简体   繁体   English

C# - 在数据中使用转义的 pipe 在 pipe 上拆分?

[英]C# - Splitting on a pipe with an escaped pipe in the data?

I've got a pipe delimited file that I would like to split (I'm using C#).我有一个要拆分的 pipe 分隔文件(我使用的是 C#)。 For example:例如:

This|is|a|test

However, some of the data can contain a pipe in it.但是,某些数据中可能包含 pipe。 If it does, it will be escaped with a backslash:如果是这样,它将用反斜杠转义:

This|is|a|pip\|ed|test (this is a pip|ed test)

I'm wondering if there is a regexp or some other method to split this apart on just the "pure" pipes (that is, pipes that have no backslash in front of them).我想知道是否有正则表达式或其他方法可以仅在“纯”管道(即前面没有反斜杠的管道)上将其分开。 My current method is to replace the escaped pipes with a custom bit of text, split on pipes, and then replace my custom text with a pipe.我目前的方法是用自定义的文本位替换转义的管道,在管道上拆分,然后用 pipe 替换我的自定义文本。 Not very elegant and I can't help but think there's a better way.不是很优雅,我不禁认为有更好的方法。 Thanks for any help.谢谢你的帮助。
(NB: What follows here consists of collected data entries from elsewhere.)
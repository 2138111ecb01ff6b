//! Property tests against a reference store
//!
//! The reference keeps a full copy of the visible map per open
//! transaction: begin clones the top copy, commit replaces the parent copy
//! with the top one, rollback drops the top copy. The overlay store must
//! agree with it after every operation.

use std::collections::BTreeMap;

use layerkv::{Key, TransactionalStore, Value};
use proptest::prelude::*;

const KEYS: &[&str] = &["a", "b", "c", "d", "e"];

#[derive(Debug, Clone)]
enum Op {
    Set(usize, String),
    Delete(usize),
    Begin,
    Commit,
    Rollback,
}

fn value_strategy() -> impl Strategy<Value = String> {
    prop_oneof![
        "[a-z0-9]{0,4}",
        Just("NULL".to_string()),
        Just("__DELETED__".to_string()),
    ]
}

fn op_strategy() -> impl Strategy<Value = Op> {
    prop_oneof![
        3 => (0..KEYS.len(), value_strategy()).prop_map(|(k, v)| Op::Set(k, v)),
        2 => (0..KEYS.len()).prop_map(Op::Delete),
        2 => Just(Op::Begin),
        1 => Just(Op::Commit),
        1 => Just(Op::Rollback),
    ]
}

/// Copy-per-transaction reference implementation
struct Reference {
    states: Vec<BTreeMap<String, String>>,
}

impl Reference {
    fn new() -> Self {
        Self {
            states: vec![BTreeMap::new()],
        }
    }

    fn top(&mut self) -> &mut BTreeMap<String, String> {
        self.states.last_mut().unwrap()
    }

    fn apply(&mut self, op: &Op) -> Option<bool> {
        match op {
            Op::Set(k, v) => {
                self.top().insert(KEYS[*k].to_string(), v.clone());
                None
            }
            Op::Delete(k) => {
                self.top().remove(KEYS[*k]);
                None
            }
            Op::Begin => {
                let copy = self.states.last().unwrap().clone();
                self.states.push(copy);
                None
            }
            Op::Commit => {
                if self.states.len() == 1 {
                    return Some(false);
                }
                let top = self.states.pop().unwrap();
                *self.top() = top;
                Some(true)
            }
            Op::Rollback => {
                if self.states.len() == 1 {
                    return Some(false);
                }
                self.states.pop();
                Some(true)
            }
        }
    }

    fn visible(&self) -> BTreeMap<Key, Value> {
        self.states
            .last()
            .unwrap()
            .iter()
            .map(|(k, v)| (Key::from(k), Value::from(v)))
            .collect()
    }

    fn depth(&self) -> usize {
        self.states.len() - 1
    }
}

fn apply(store: &mut TransactionalStore, op: &Op) -> Option<bool> {
    match op {
        Op::Set(k, v) => {
            store.set(KEYS[*k], v.as_str());
            None
        }
        Op::Delete(k) => {
            store.delete(KEYS[*k]);
            None
        }
        Op::Begin => {
            store.begin();
            None
        }
        Op::Commit => Some(store.commit()),
        Op::Rollback => Some(store.rollback()),
    }
}

proptest! {
    #![proptest_config(ProptestConfig::with_cases(256))]

    #[test]
    fn prop_matches_reference(ops in proptest::collection::vec(op_strategy(), 0..64)) {
        let mut store = TransactionalStore::new();
        let mut reference = Reference::new();

        for op in &ops {
            let got = apply(&mut store, op);
            let want = reference.apply(op);
            prop_assert_eq!(got, want, "status mismatch on {:?}", op);
            prop_assert_eq!(store.depth(), reference.depth());

            let visible = reference.visible();
            for key in KEYS {
                prop_assert_eq!(store.get(key), visible.get(*key));
            }
            prop_assert_eq!(store.snapshot(), visible);
        }
    }

    #[test]
    fn prop_rollback_restores_pre_begin_state(
        setup in proptest::collection::vec(op_strategy(), 0..32),
        body in proptest::collection::vec(op_strategy(), 0..32),
    ) {
        let mut store = TransactionalStore::new();
        for op in &setup {
            apply(&mut store, op);
        }
        let depth = store.depth();
        let before = store.snapshot();

        store.begin();
        for op in &body {
            // Keep body operations inside the transaction opened above
            if matches!(op, Op::Commit | Op::Rollback) && store.depth() == depth + 1 {
                continue;
            }
            apply(&mut store, op);
        }
        while store.depth() > depth + 1 {
            store.rollback();
        }
        prop_assert!(store.rollback());

        prop_assert_eq!(store.depth(), depth);
        prop_assert_eq!(store.snapshot(), before);
    }

    #[test]
    fn prop_commit_equals_direct_application(
        writes in proptest::collection::vec((0..KEYS.len(), proptest::option::of(value_strategy())), 0..32),
    ) {
        let mut direct = TransactionalStore::new();
        let mut transacted = TransactionalStore::new();
        for key in KEYS {
            direct.set(*key, "seed");
            transacted.set(*key, "seed");
        }

        transacted.begin();
        for (k, v) in &writes {
            match v {
                Some(v) => {
                    direct.set(KEYS[*k], v.as_str());
                    transacted.set(KEYS[*k], v.as_str());
                }
                None => {
                    direct.delete(KEYS[*k]);
                    transacted.delete(KEYS[*k]);
                }
            }
        }
        prop_assert!(transacted.commit());

        prop_assert_eq!(direct.committed(), transacted.committed());
    }
}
Just use String.IndexOf() to find the next pipe.只需使用String.IndexOf()查找下一个 pipe。 If the previous character is not a backslash, then use String.Substring() to extract the word.如果前一个字符不是反斜杠,则使用String.Substring()提取单词。 Alternatively, you could use String.IndexOfAny() to find the next occurrence of either the pipe or backslash.或者,您可以使用String.IndexOfAny()查找下一个出现的 pipe 或反斜杠。

I do a lot of parsing like this, and this is really pretty straight forward.我做了很多这样的解析,这真的很简单。 Taking my approach, if done correctly will also tend to run faster as well.采用我的方法,如果做得正确,也往往会跑得更快。

EDIT编辑

In fact, maybe something like this.事实上,也许是这样的。 It would be interesting to see how this compares performance-wise to a RegEx solution.看看这在性能方面如何与 RegEx 解决方案进行比较会很有趣。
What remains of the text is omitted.